La Provenza, con paisajes admirables y encantadores, está llena de lugares inolvidables. Tres sitios en particular, las Calanques de Cassis, las Gargantas del Verdon y las islas de Porquerolles, se destacan como refugios paradisíacos, donde la naturaleza revela toda su belleza. Cada uno de estos lugares ofrece experiencias únicas, combinando actividades al aire libre, descubrimientos culturales y momentos de serenidad.
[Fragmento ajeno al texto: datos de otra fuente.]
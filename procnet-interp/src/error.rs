//! interpreter errors

use itertools::Itertools;
use thiserror::Error;
use ustr::Ustr;

use procnet_ir::{ChannelId, Type, Value};

#[derive(Debug, Error)]
pub enum Error {
    #[error("proc `{proc}` cannot use channel `{channel}`: {reason}")]
    Construction {
        proc: Ustr,
        channel: Ustr,
        reason: String,
    },
    #[error("channel `{channel}` carries {expected}, got {value}")]
    TypeMismatch {
        channel: Ustr,
        expected: Type,
        value: Value,
    },
    #[error("channel `{channel}` is full (capacity {capacity})")]
    Capacity { channel: Ustr, capacity: usize },
    #[error("proc network is deadlocked; blocked channels: {}", .channels.iter().join(", "))]
    Deadlock { channels: Vec<Ustr> },
    #[error("exceeded limit of {0} ticks")]
    DeadlineExceeded(u64),
    #[error("unknown channel {0}")]
    UnknownChannel(ChannelId),
    #[error("channel `{0}` already has a generator attached")]
    GeneratorAttached(Ustr),
    #[error("channel `{0}` is not receive-only and cannot be fed by a generator")]
    GeneratorDirection(Ustr),
    #[error("runtime error: {0}")]
    Runtime(anyhow::Error),
    #[error(transparent)]
    Ir(#[from] procnet_ir::Error),
}

impl Error {
    /// convert an arbitrary error into an interpreter runtime error
    pub fn runtime<E>(err: E) -> Self
    where
        E: std::error::Error + Send + Sync + 'static,
    {
        Self::Runtime(anyhow::Error::new(err))
    }
}
//! ir errors

use thiserror::Error;
use ustr::Ustr;

use procnet_bv::BitVec;

use crate::channel::ChannelId;
use crate::node::NodeId;
use crate::types::Type;

#[derive(Debug, Error)]
pub enum Error {
    #[error("operand {index} of `{op}` has type {actual}, expected {expected}")]
    OperandType {
        op: &'static str,
        index: usize,
        expected: String,
        actual: Type,
    },
    #[error("invalid `{op}`: {reason}")]
    InvalidOperation { op: &'static str, reason: String },
    #[error("node {0} is not defined in proc `{1}`")]
    UnknownNode(NodeId, Ustr),
    #[error("arrays must contain at least one element")]
    EmptyArray,
    #[error("array elements must share one type, found {0} and {1}")]
    HeterogeneousArray(Type, Type),
    #[error("bit width {0} exceeds the maximum of {max}", max = BitVec::MAX_BITS)]
    WidthTooLarge(usize),
    #[error("{value} does not fit in {width} bits")]
    ValueTooWide { value: u64, width: usize },
    #[error("duplicate channel `{0}`")]
    DuplicateChannel(Ustr),
    #[error("duplicate proc `{0}`")]
    DuplicateProc(Ustr),
    #[error("unknown channel {0}")]
    UnknownChannel(ChannelId),
    #[error("channel `{channel}`: {reason}")]
    InvalidChannel { channel: Ustr, reason: String },
    #[error("proc `{proc}` next state: {reason}")]
    InvalidNextState { proc: Ustr, reason: String },
}

impl Error {
    pub(crate) fn invalid(op: &'static str, reason: impl Into<String>) -> Self {
        Self::InvalidOperation {
            op,
            reason: reason.into(),
        }
    }
}
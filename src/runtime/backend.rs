//! Abstract execution-backend interface.
//!
//! The graph and data modules never touch a concrete device; anything that
//! can populate parameters and evaluate a graph implements [`Backend`].

use crate::graph::graph::{Graph, NodeId};
use crate::math::matrix::Matrix;
use std::collections::{BTreeMap, HashMap};
use thiserror::Error;

/// Learnable tensors keyed by parameter name. A `BTreeMap` keeps iteration
/// (and serialization) order deterministic.
pub type Parameters = BTreeMap<String, Matrix>;

/// Runtime inputs: one feature vector per input placeholder name.
pub type Feeds = HashMap<String, Vec<f32>>;

#[derive(Error, Debug, Clone, PartialEq)]
pub enum RuntimeError {
    #[error("no feed supplied for input '{0}'")]
    MissingInput(String),
    #[error("no value found for parameter '{0}'")]
    MissingParameter(String),
    #[error("feed '{name}' has width {found}, the input expects {expected}")]
    FeedWidthMismatch { name: String, expected: usize, found: usize },
    #[error("node {0} does not exist in the executed graph")]
    NodeNotFound(NodeId),
}

/// An execution capability bound to some compute device.
pub trait Backend {
    /// One-shot initialization pass: populates every learnable parameter of
    /// the graph with its default initializer.
    fn initialize(&mut self, graph: &Graph) -> Result<Parameters, RuntimeError>;

    /// Evaluates the graph for a single example, returning the value of the
    /// designated output node.
    fn run(&self, graph: &Graph, params: &Parameters, feeds: &Feeds) -> Result<Vec<f32>, RuntimeError>;
}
Las calanques de Cassis, una obra maestra natural
Las Calanques de Cassis, ubicadas entre Marsella y el encantador pueblo de Cassis, ofrecen un panorama impresionante de acantilados de caliza que dominan calas de una belleza inigualable. Este parque nacional, protegido desde 2012, se extiende por más de 8500 hectáreas terrestres y 43 500 hectáreas marinas, preservando un ecosistema rico y diverso. Los amantes de las caminatas pueden recorrer senderos que serpentean a lo largo de las costas, ofreciendo vistas espectaculares del mar Mediterráneo. Las calanques más famosas, como la calanque d’En-Vau, Port-Pin y Port-Miou, atraen cada año a numerosos visitantes en busca de evasión.
Al explorar estas calanques, es posible sumergirse en un mundo submarino fascinante. La riqueza de la fauna marina permite a los buceadores vivir experiencias inolvidables. Además, las excursiones en barco invitan a descubrir estas maravillas desde un ángulo diferente, permitiendo acceder a playas aisladas.
Las gargantas del Verdon, un espectáculo grandioso
Conocidas como el Gran Cañón europeo, las gargantas del Verdon maravillan por sus dimensiones impresionantes y su decorado natural asombroso. Cavadas por el río Verdon, se extienden por más de 25 kilómetros, con acantilados que alcanzan a veces los 700 metros de altura. Los tonos verde esmeralda de las aguas se combinan armoniosamente con la caliza blanca de las paredes, ofreciendo un cuadro de una belleza impresionante. Es un lugar ideal para los apasionados de los deportes al aire libre. Entre caminatas, barranquismo y kayak, hay actividades para todos los gustos.
El sendero Martel, que tiene una longitud de 14 kilómetros, es un imperdible para los amantes de las caminatas. Con vistas espectaculares, permite descubrir la fauna y flora variadas de la región. Además, el lago de Sainte-Croix, a las afueras de las gargantas, representa un sitio de relax donde el baño y las actividades acuáticas se combinan con la naturaleza pacífica.
Las islas de Porquerolles, un tesoro preservado
Las islas de Porquerolles, situadas cerca de Hyères, son un auténtico paraíso mediterráneo. Este sitio natural, clasificado como parque nacional, se gestiona de manera que se preserve su ecosistema y su encanto auténtico. Los visitantes pueden trasladarse principalmente a pie o en bicicleta, ya que los vehículos motorizados están prohibidos. Esta restricción contribuye a la creación de una atmósfera tranquila y pacífica.
Las playas de Porquerolles, como la playa Notre-Dame y la playa de Argent, son renombradas por su belleza. Las promesas de nadar en aguas de una pureza rara están presentes. También hay senderos para paseos relajantes en un entorno idílico, entre matorrales y pinares. La fundación Carmignac, instalada recientemente en la isla, añade una dimensión cultural a este refugio natural, ofreciendo exposiciones de arte contemporáneo en medio de paisajes preservados.
Cada uno de estos lugares ofrece un entorno excepcional para renovarse y descubrir la riqueza de la naturaleza provenzal. Las Calanques de Cassis combinan mar y tierra, las gargantas del Verdon impresionan por su grandeza y las islas de Porquerolles deslumbran por su paz y su belleza salvaje. Estos refugios son verdaderas invitaciones a la evasión, ya sea para un día de senderismo, un baño, o simplemente para disfrutar de la belleza natural y una tranquilidad reconfortante.